Morocco will decide how and when it will shift to a flexible exchange-rate system when an International Monetary Fund delegation visits the North African kingdom next month, central bank Governor Abdellatif Jouahri said.
Authorities will discuss the time-frame and the required steps with IMF officials, he said. Bank Al-Maghrib is “considering widening the bands for fluctuation of the dirham, then observing how the market deals with this change, a process that typically takes a few years,” Jouahri said in an interview in Washington, where he attended IMF and World Bank meetings. Afterwards, it may “allow market forces to determine the value of the dirham with limited intervention before letting it go completely,” he said.
Morocco has avoided much of the turmoil that has spread in parts of the region since 2011, helping the economy outperform neighbors in North Africa. The exchange-rate shift, as well as plans to remove capital controls, are part of efforts to turn Morocco into a regional financial hub and attract more investments, Jouahri said last year.

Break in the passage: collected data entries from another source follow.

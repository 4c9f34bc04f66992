use std::str::FromStr;

use chrono::{DateTime, NaiveDate, Utc};
use sqlx::sqlite::{SqliteConnectOptions, SqlitePoolOptions, SqliteRow};
use sqlx::{Row, SqlitePool};
use uuid::Uuid;
use torhaus_storage::{
    CreateEmailLogParams, CreateInviteParams, CreateReservationParams, EmailLogEntry, EmailLogId,
    GuestContact, InviteId, InviteLink, PaymentMethod, Reservation, ReservationId,
    ReservationStatus, Signature, SignatureKind, Store, StoreError, UserId,
};

static MIGRATOR: sqlx::migrate::Migrator = sqlx::migrate!("./migrations");

/// Conditional consume statement. The WHERE clause is the sole admission
/// check: revoked, expired, or quota-exhausted rows match nothing and the
/// update reports zero rows affected.
const CONSUME_SQL: &str = "UPDATE invite_links
     SET use_count = use_count + 1,
         used_by_reservation_id = ?,
         used_at = CASE WHEN use_count + 1 >= ? THEN ? ELSE used_at END
     WHERE id = ?
       AND is_revoked = 0
       AND use_count < ?
       AND (expires_at IS NULL OR expires_at > ?)";

#[derive(Clone)]
pub struct SqliteStore {
    pool: SqlitePool,
}

impl SqliteStore {
    pub async fn open_in_memory() -> Result<Self, StoreError> {
        Self::open("sqlite::memory:").await
    }

    pub async fn open(url: &str) -> Result<Self, StoreError> {
        let options = SqliteConnectOptions::from_str(url)
            .map_err(|e| StoreError::Backend(e.to_string()))?
            .create_if_missing(true);

        // In-memory databases live per connection; a single connection keeps
        // every caller on the same database.
        let pool = SqlitePoolOptions::new()
            .max_connections(1)
            .connect_with(options)
            .await
            .map_err(map_err)?;

        MIGRATOR
            .run(&pool)
            .await
            .map_err(|e| StoreError::Backend(e.to_string()))?;

        Ok(Self { pool })
    }
}

fn map_err(e: sqlx::Error) -> StoreError {
    match e {
        sqlx::Error::PoolTimedOut | sqlx::Error::PoolClosed | sqlx::Error::Io(_) => {
            StoreError::Unavailable(e.to_string())
        }
        sqlx::Error::Database(ref db) if db.is_unique_violation() => StoreError::AlreadyExists,
        other => StoreError::Backend(other.to_string()),
    }
}

fn parse_uuid(s: &str) -> Result<Uuid, StoreError> {
    Uuid::parse_str(s).map_err(|e| StoreError::Backend(format!("malformed uuid in row: {e}")))
}

fn invite_from_row(row: &SqliteRow) -> Result<InviteLink, StoreError> {
    let id: String = row.try_get("id").map_err(map_err)?;
    let created_by: Option<String> = row.try_get("created_by_user_id").map_err(map_err)?;
    let used_by: Option<String> = row.try_get("used_by_reservation_id").map_err(map_err)?;

    Ok(InviteLink {
        id: InviteId(parse_uuid(&id)?),
        form_key: row.try_get("form_key").map_err(map_err)?,
        token_hash: row.try_get("token_hash").map_err(map_err)?,
        created_by_user_id: created_by.as_deref().map(parse_uuid).transpose()?.map(UserId),
        recipient_email: row.try_get("recipient_email").map_err(map_err)?,
        note: row.try_get("note").map_err(map_err)?,
        expires_at: row.try_get("expires_at").map_err(map_err)?,
        max_uses: row.try_get("max_uses").map_err(map_err)?,
        use_count: row.try_get("use_count").map_err(map_err)?,
        used_at: row.try_get("used_at").map_err(map_err)?,
        used_by_reservation_id: used_by
            .as_deref()
            .map(parse_uuid)
            .transpose()?
            .map(ReservationId),
        is_revoked: row.try_get("is_revoked").map_err(map_err)?,
        created_at: row.try_get("created_at").map_err(map_err)?,
    })
}

fn reservation_from_row(row: &SqliteRow) -> Result<Reservation, StoreError> {
    let id: String = row.try_get("id").map_err(map_err)?;
    let status: String = row.try_get("status").map_err(map_err)?;
    let payment: String = row.try_get("payment_method").map_err(map_err)?;
    let invite_id: Option<String> = row.try_get("invite_id").map_err(map_err)?;

    let kind: String = row.try_get("contact_kind").map_err(map_err)?;
    let email: String = row.try_get("contact_email").map_err(map_err)?;
    let phone: Option<String> = row.try_get("contact_phone").map_err(map_err)?;
    let contact = match kind.as_str() {
        "detailed" => GuestContact::Detailed {
            first_name: require_field(row, "first_name")?,
            last_name: require_field(row, "last_name")?,
            street: require_field(row, "street")?,
            postal_code: require_field(row, "postal_code")?,
            city: require_field(row, "city")?,
            phone: phone.ok_or_else(|| {
                StoreError::Backend("detailed reservation row without contact_phone".into())
            })?,
            email,
        },
        "legacy" => GuestContact::Legacy {
            name: require_field(row, "legacy_name")?,
            email,
            phone,
        },
        other => {
            return Err(StoreError::Backend(format!(
                "unknown contact_kind '{other}' in reservation row"
            )))
        }
    };

    Ok(Reservation {
        id: ReservationId(parse_uuid(&id)?),
        status: ReservationStatus::parse(&status)
            .ok_or_else(|| StoreError::Backend(format!("unknown reservation status '{status}'")))?,
        contact,
        event_date: row.try_get::<NaiveDate, _>("event_date").map_err(map_err)?,
        event_type: row.try_get("event_type").map_err(map_err)?,
        start_time: row.try_get("start_time").map_err(map_err)?,
        end_time: row.try_get("end_time").map_err(map_err)?,
        guest_count: row.try_get("guest_count").map_err(map_err)?,
        payment_method: PaymentMethod::parse(&payment)
            .ok_or_else(|| StoreError::Backend(format!("unknown payment method '{payment}'")))?,
        notes: row.try_get("notes").map_err(map_err)?,
        invite_id: invite_id.as_deref().map(parse_uuid).transpose()?.map(InviteId),
        created_at: row.try_get("created_at").map_err(map_err)?,
    })
}

fn require_field(row: &SqliteRow, column: &str) -> Result<String, StoreError> {
    row.try_get::<Option<String>, _>(column)
        .map_err(map_err)?
        .ok_or_else(|| StoreError::Backend(format!("reservation row missing '{column}'")))
}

The governor said the process would involve helping export industries adjust their reporting and budget practices. Morocco is drawing on the IMF’s expertise throughout the process, he said. The country is also “seriously considering” renewing a $5 billion IMF credit line that expires in June, though it doesn’t plan to use it, Finance Minister Mohamed Boussaid said in a separate interview in Washington.
The credit line is “like an umbrella for rainy days,” he said.
Economic growth is set to slow to 1 percent this year after expanding 4.2 percent in 2015, largely because of low rainfall. Policy makers cut the benchmark interest rate by 25 basis points in March and stand ready to reduce borrowing costs again “if there is a need to push growth further,” Jouahri said.